**What you will do**
Transcribe verbatim every line from the line containing "pub fn tag(&self)" to the end of the entries, including both endpoints. Output nothing beyond those lines.

(Stored data entries)
---+---

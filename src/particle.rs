use crate::error::{Error, Result};
use eframe::egui::Color32;
use glam::DVec2;

/// Display attribute carried by every particle. Opaque to the physics.
pub type Tag = Color32;

/// A circular gas particle.
///
/// Position is the top-left corner of the particle's bounding square, so a
/// particle of radius `r` at `position` is drawn centred on `position + (r, r)`.
/// Only `position` and `velocity` change after creation.
#[derive(Debug, Clone, PartialEq)]
pub struct Particle {
    /// Position in container coordinates.
    pub position: DVec2,
    /// Displacement per tick.
    pub velocity: DVec2,
    mass: u32,
    radius: u32,
    tag: Tag,
}

impl Particle {
    /// Create a new particle after validating invariants.
    ///
    /// Errors:
    /// - `Error::InvalidParam` if `mass` or `radius` is zero, or either vector is NaN/inf.
    pub fn new(position: DVec2, velocity: DVec2, mass: u32, radius: u32, tag: Tag) -> Result<Self> {
        if mass == 0 {
            return Err(Error::InvalidParam("mass must be > 0".into()));
        }
        if radius == 0 {
            return Err(Error::InvalidParam("radius must be > 0".into()));
        }
        if !position.is_finite() {
            return Err(Error::InvalidParam("position must be finite".into()));
        }
        if !velocity.is_finite() {
            return Err(Error::InvalidParam("velocity must be finite".into()));
        }
        Ok(Self {
            position,
            velocity,
            mass,
            radius,
            tag,
        })
    }

    #[inline]
    pub fn mass(&self) -> u32 {
        self.mass
    }

    #[inline]
    pub fn radius(&self) -> u32 {
        self.radius
    }

    #[inline]
    pub fn tag(&self) -> Tag {
        self.tag
    }

    /// Magnitude of the velocity.
    #[inline]
    pub fn speed(&self) -> f64 {
        self.velocity.length()
    }

    /// Returns the particle's kinetic energy: 1/2 m |v|^2.
    #[inline]
    pub fn kinetic_energy(&self) -> f64 {
        0.5 * f64::from(self.mass) * self.velocity.length_squared()
    }

    /// Key that identifies the particle's kind: mass first, then radius.
    #[inline]
    pub fn kind_key(&self) -> (u32, u32) {
        (self.mass, self.radius)
    }
}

---+---

**Your response**
    pub fn tag(&self) -> Tag {
        self.tag
    }

    /// Magnitude of the velocity.
    #[inline]
    pub fn speed(&self) -> f64 {
        self.velocity.length()
    }

    /// Returns the particle's kinetic energy: 1/2 m |v|^2.
    #[inline]
    pub fn kinetic_energy(&self) -> f64 {
        0.5 * f64::from(self.mass) * self.velocity.length_squared()
    }

    /// Key that identifies the particle's kind: mass first, then radius.
    #[inline]
    pub fn kind_key(&self) -> (u32, u32) {
        (self.mass, self.radius)
    }
}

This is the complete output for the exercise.